Seeming to touch the sky, at an altitude of more than a thousand meters, the granite masses and the effusive green of the vegetation make up a landscape that dazzles and hides the harshness of the lives of the 34 thousand souls that the Portuguese priest cares for, spread over 2,100 square kilometers, an area approximately that of the district of Viana do Castelo.

To get there you have to travel 130 kilometers from the capital of Cuanza Sul, Sumbe, on a tortuous and bumpy path that becomes a slippery track, as the rain turns the trail into a trail of red mud.

The last 50 kilometers after finishing the asphalt took the Lusa team five hours to complete an adventure only accessible to motorcycles and off-road vehicles.

The idea of the mission began to germinate in the 80s, but only when progress was made, in 2006, towards the twinning of the two dioceses - the Portuguese one in Leiria-Fátima and the Angolan one in Sumbe, - it began to have the permanent presence of a priest and the group of lay missionaries Ondjoyetu (Our house, in Umbundu) who try to help the population overcome the difficulties of everyday life.

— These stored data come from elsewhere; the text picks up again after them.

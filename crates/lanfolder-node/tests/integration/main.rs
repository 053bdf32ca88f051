//! Integration test entry point for lanfolder-node.
//!
//! Run with: cargo test --test integration

mod harness;
mod handshake;
mod file_update;
mod http;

Without a cell phone network, electricity or water supply, villagers are left to their own devices and have to travel long distances to call, go to school or buy essential goods.

"It may seem like an insignificant thing, but in this entire area this is the only place where photocopies are made", says the priest who arrived at Gungo for the first time in 2006, stayed there for five years, and returned to the mission in 2016.

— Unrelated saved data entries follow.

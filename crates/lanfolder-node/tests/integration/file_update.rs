//! FILE-UPDATE propagation through `Node::publish`.

use std::time::Duration;

use lanfolder_node::coordinator::{RoundOutcome, Trigger};

use crate::harness::{next_round, TestPair};

const ROUND_TIMEOUT: Duration = Duration::from_secs(10);

#[tokio::test]
async fn test_publish_propagates_new_versions() {
    let pair = TestPair::start(&[], &[]).await.unwrap();
    let mut y_rounds = pair.y.node.subscribe();

    let first = pair.x.node.publish("shared/plan.txt", b"v1").await.unwrap();
    assert_eq!(first.version.as_str(), "1");
    let round = next_round(&mut y_rounds, Trigger::FileUpdate, ROUND_TIMEOUT)
        .await
        .unwrap();
    assert_eq!(
        round.outcome,
        RoundOutcome::Synced {
            merged: vec!["shared/plan.txt".into()],
            failed: vec![],
            stale: vec![],
        }
    );
    assert_eq!(pair.y.read_shared("shared/plan.txt").unwrap(), b"v1");

    let second = pair.x.node.publish("shared/plan.txt", b"second").await.unwrap();
    assert_eq!(second.version.as_str(), "2");
    next_round(&mut y_rounds, Trigger::FileUpdate, ROUND_TIMEOUT)
        .await
        .unwrap();

    let stored = pair.y.node.index().get("shared/plan.txt").await.unwrap();
    assert_eq!(stored.version.as_str(), "2");
    assert_eq!(stored.size, 6);
    assert_eq!(pair.y.read_shared("shared/plan.txt").unwrap(), b"second");

    // A FILE-UPDATE never triggers a reply or a full index sync.
    let y = pair.y.node.stats();
    assert_eq!(y.file_updates_received, 2);
    assert_eq!(y.replies_sent, 0);
    assert!(pair.x.node.registry().is_empty().await);

    pair.shutdown_all().await;
}

#[tokio::test]
async fn test_older_file_update_is_ignored() {
    let pair = TestPair::start(&[], &[]).await.unwrap();
    let mut y_rounds = pair.y.node.subscribe();

    // Y already holds version 2 of the file.
    pair.y.node.index().bump_local("doc.txt", 3).await;
    pair.y.node.index().bump_local("doc.txt", 3).await;

    pair.x.node.publish("doc.txt", b"old").await.unwrap();
    let round = next_round(&mut y_rounds, Trigger::FileUpdate, ROUND_TIMEOUT)
        .await
        .unwrap();

    assert_eq!(round.outcome, RoundOutcome::UpToDate);
    assert_eq!(pair.y.node.stats().files_fetched, 0);
    assert_eq!(
        pair.y.node.index().get("doc.txt").await.unwrap().version.as_str(),
        "2"
    );

    pair.shutdown_all().await;
}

With the help of the villagers, they have already built a mill to alleviate the pain of women who beat the corn in the traditional way until it turns into flour, they have started a truck to transport and bring products, they have created a solidarity canteen that sells basic necessities. at economic prices, they built a chapel, provide assistance in a small health post and are developing a gravity water supply system.

On a guided tour of Donga, one of the eleven centers and headquarters of the mission, David Ferreira displays some of the improvements, including a machine from Portugal that produces blocks of compressed earth (BTC), more resistant than adobe, and 'kits ' solar panels that allow the mission to be "a light in the darkness" of the mountains.

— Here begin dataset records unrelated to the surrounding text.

//! File transfer client -- pulls a peer's index and file bytes over HTTP.
//!
//! Read-only with respect to the local index. A fetched file is staged next
//! to its destination and only replaces it when the coordinator's merge
//! commits it, so older bytes can never land over a newer indexed version.

use std::future::Future;
use std::net::SocketAddr;
use std::path::{Path, PathBuf};
use std::time::Duration;

use lanfolder_index::{Index, Staged};
use lanfolder_protocol::{validate_path, ProtocolError};
use rand::Rng;
use reqwest::{StatusCode, Url};

#[derive(Debug, thiserror::Error)]
pub enum TransferError {
    #[error("request failed: {0}")]
    Request(#[from] reqwest::Error),
    #[error("peer answered {0}")]
    Status(StatusCode),
    #[error("cannot build url: {0}")]
    InvalidUrl(String),
    #[error(transparent)]
    Path(#[from] ProtocolError),
    #[error("io error: {0}")]
    Io(#[from] std::io::Error),
}

impl TransferError {
    /// Worth another attempt: the peer may answer next time.
    fn is_transient(&self) -> bool {
        match self {
            TransferError::Request(_) => true,
            TransferError::Status(status) => status.is_server_error(),
            _ => false,
        }
    }
}

/// A downloaded file waiting for the merge.
#[derive(Debug)]
pub struct Fetched<S> {
    /// Bytes actually received.
    pub size: u64,
    pub content: S,
}

/// The two operations a synchronization round needs from a peer.
pub trait FileTransfer: Send + Sync + 'static {
    /// Fetched content, committed or discarded by the merge.
    type Content: Staged + Send + 'static;

    /// Full index snapshot of the peer at `addr`.
    fn fetch_index(&self, addr: SocketAddr)
        -> impl Future<Output = Result<Index, TransferError>> + Send;

    /// Download `path` from the peer and stage it for the merge. Nothing is
    /// staged on failure.
    fn fetch_file(
        &self,
        addr: SocketAddr,
        path: &str,
    ) -> impl Future<Output = Result<Fetched<Self::Content>, TransferError>> + Send;
}

/// `FileTransfer` over plain HTTP GET, as served by `lanfolder-api`.
#[derive(Clone)]
pub struct HttpTransfer {
    client: reqwest::Client,
    shared_root: PathBuf,
    retries: u32,
}

impl HttpTransfer {
    pub fn new(shared_root: PathBuf, timeout: Duration, retries: u32) -> Result<Self, TransferError> {
        let client = reqwest::Client::builder().timeout(timeout).build()?;
        Ok(Self {
            client,
            shared_root,
            retries,
        })
    }

    async fn get(&self, url: Url) -> Result<reqwest::Response, TransferError> {
        let resp = self.client.get(url).send().await?;
        if !resp.status().is_success() {
            return Err(TransferError::Status(resp.status()));
        }
        Ok(resp)
    }

    async fn with_retry<T, F, Fut>(&self, what: &str, mut op: F) -> Result<T, TransferError>
    where
        F: FnMut() -> Fut,
        Fut: Future<Output = Result<T, TransferError>>,
    {
        let mut attempt = 0;
        loop {
            match op().await {
                Ok(value) => return Ok(value),
                Err(e) if attempt < self.retries && e.is_transient() => {
                    attempt += 1;
                    let delay = backoff(attempt);
                    tracing::debug!(what, attempt, ?delay, "transfer: retrying after error: {e}");
                    tokio::time::sleep(delay).await;
                }
                Err(e) => return Err(e),
            }
        }
    }
}

impl FileTransfer for HttpTransfer {
    type Content = StagedFile;

    async fn fetch_index(&self, addr: SocketAddr) -> Result<Index, TransferError> {
        let url = base_url(addr)?
            .join("index")
            .map_err(|e| TransferError::InvalidUrl(e.to_string()))?;

        let mut index: Index = self
            .with_retry("index", || async {
                let resp = self.get(url.clone()).await?;
                Ok(resp.json::<Index>().await?)
            })
            .await?;

        let rejected = index.retain_valid_paths();
        if !rejected.is_empty() {
            tracing::warn!(
                %addr,
                count = rejected.len(),
                "transfer: dropped index entries with unsafe paths"
            );
        }
        Ok(index)
    }

    async fn fetch_file(
        &self,
        addr: SocketAddr,
        path: &str,
    ) -> Result<Fetched<StagedFile>, TransferError> {
        validate_path(path)?;
        let mut url = base_url(addr)?;
        url.path_segments_mut()
            .map_err(|()| TransferError::InvalidUrl(format!("cannot-be-a-base: {addr}")))?
            .pop_if_empty()
            .extend(path.split('/'));

        let bytes = self
            .with_retry(path, || async {
                let resp = self.get(url.clone()).await?;
                Ok(resp.bytes().await?)
            })
            .await?;

        let content = StagedFile::write(self.shared_root.join(path), &bytes).await?;
        Ok(Fetched {
            size: bytes.len() as u64,
            content,
        })
    }
}

fn base_url(addr: SocketAddr) -> Result<Url, TransferError> {
    // SocketAddr's Display brackets IPv6 hosts.
    Url::parse(&format!("http://{addr}/")).map_err(|e| TransferError::InvalidUrl(e.to_string()))
}

/// Linear backoff with up to 250ms of jitter.
fn backoff(attempt: u32) -> Duration {
    let jitter = rand::thread_rng().gen_range(0..250);
    Duration::from_millis(200 * u64::from(attempt) + jitter)
}

/// File content written to a hidden sibling of its destination.
///
/// `commit` renames it into place; `discard`, or dropping it unused,
/// removes it.
#[derive(Debug)]
pub struct StagedFile {
    tmp: Option<PathBuf>,
    dest: PathBuf,
}

impl StagedFile {
    pub async fn write(dest: PathBuf, bytes: &[u8]) -> std::io::Result<Self> {
        if let Some(parent) = dest.parent() {
            tokio::fs::create_dir_all(parent).await?;
        }
        let tmp = temp_sibling(&dest);
        if let Err(e) = tokio::fs::write(&tmp, bytes).await {
            let _ = tokio::fs::remove_file(&tmp).await;
            return Err(e);
        }
        Ok(Self {
            tmp: Some(tmp),
            dest,
        })
    }

    pub fn dest(&self) -> &Path {
        &self.dest
    }
}

impl Staged for StagedFile {
    // Runs under the index write lock; a rename within one directory is a
    // single metadata operation.
    fn commit(mut self) -> std::io::Result<()> {
        let Some(tmp) = self.tmp.take() else {
            return Ok(());
        };
        if let Err(e) = std::fs::rename(&tmp, &self.dest) {
            let _ = std::fs::remove_file(&tmp);
            return Err(e);
        }
        Ok(())
    }

    fn discard(mut self) {
        if let Some(tmp) = self.tmp.take() {
            let _ = std::fs::remove_file(tmp);
        }
    }
}

impl Drop for StagedFile {
    fn drop(&mut self) {
        if let Some(tmp) = self.tmp.take() {
            let _ = std::fs::remove_file(tmp);
        }
    }
}

fn temp_sibling(dest: &Path) -> PathBuf {
    let name = dest
        .file_name()
        .map(|n| n.to_string_lossy().into_owned())
        .unwrap_or_default();
    dest.with_file_name(format!(".{name}.part-{:08x}", rand::random::<u32>()))
}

David Ferreira also hopes to be able to put the satellite telephone that was installed there in 2017 and served as a public payphone back into operation, so that it will no longer be necessary to travel 20 kilometers to receive news from the family or alert them to emergencies.

"Between 2.5 and 3 million kwanzas have been spent on calls from this location since 2017," David Ferreira told Lusa, highlighting the need and economic justification for communications at the location.

The priest also wants to restore the 1950s church dedicated to Nossa Senhora da Conceição, delicately placed on a rock and surrounded by the landscape in a state of grace.

In his "little white horse", the name of the jeep that has already covered 421 thousand kilometers in the service of the Mission of São José do Gungo, the tireless "all-terrain priest", who is a caretaker of souls, engineer, farmer, doctor and whatever else is necessary, goes, bite above bite below, trying to change lives in a "joint walk" with the population.

"These people feel very abandoned", he laments, pointing out the "clearly neglected access road" as one of the problems of that remote site, where 60 volunteers have already passed since 2016, when the Ondjoyetu group was created.

Ana Lúcia, a young 23-year-old nurse, is one of the most recent. She arrived in November and grew up listening to family stories "from the lands of Gungo" and that's why she chose Angola for her first volunteering experience abroad.

“The day I arrived at Donga I felt at home,” she says.

He welcomes the team from Lusa with a happy face and hands floured with bread with chorizo that he kneaded with the villagers and will serve for breakfast to the newly arrived from Luanda​​​​​​​ "mandachuva da Donga" who, impelled by the spirit of At the time, they carry donations and toys for children.

The nocturnal arrival of the "Fathers Santas" is celebrated with songs and dances and with soup from "grandfather Filipe", the Mission's cook for 30 years, who welcomes visitors before they prepare for a short rest.

In a few hours the bell will call everyone to morning prayers at 6am in an improvised "church", with an altar and a cross made of wooden boards.

Later, David Ferreira celebrates Sunday mass, which includes parts in Umbundu, traditional songs, the chatter and whining of children tied to their mothers' backs, the clucking of roosters, the aromas of the countryside and the grass.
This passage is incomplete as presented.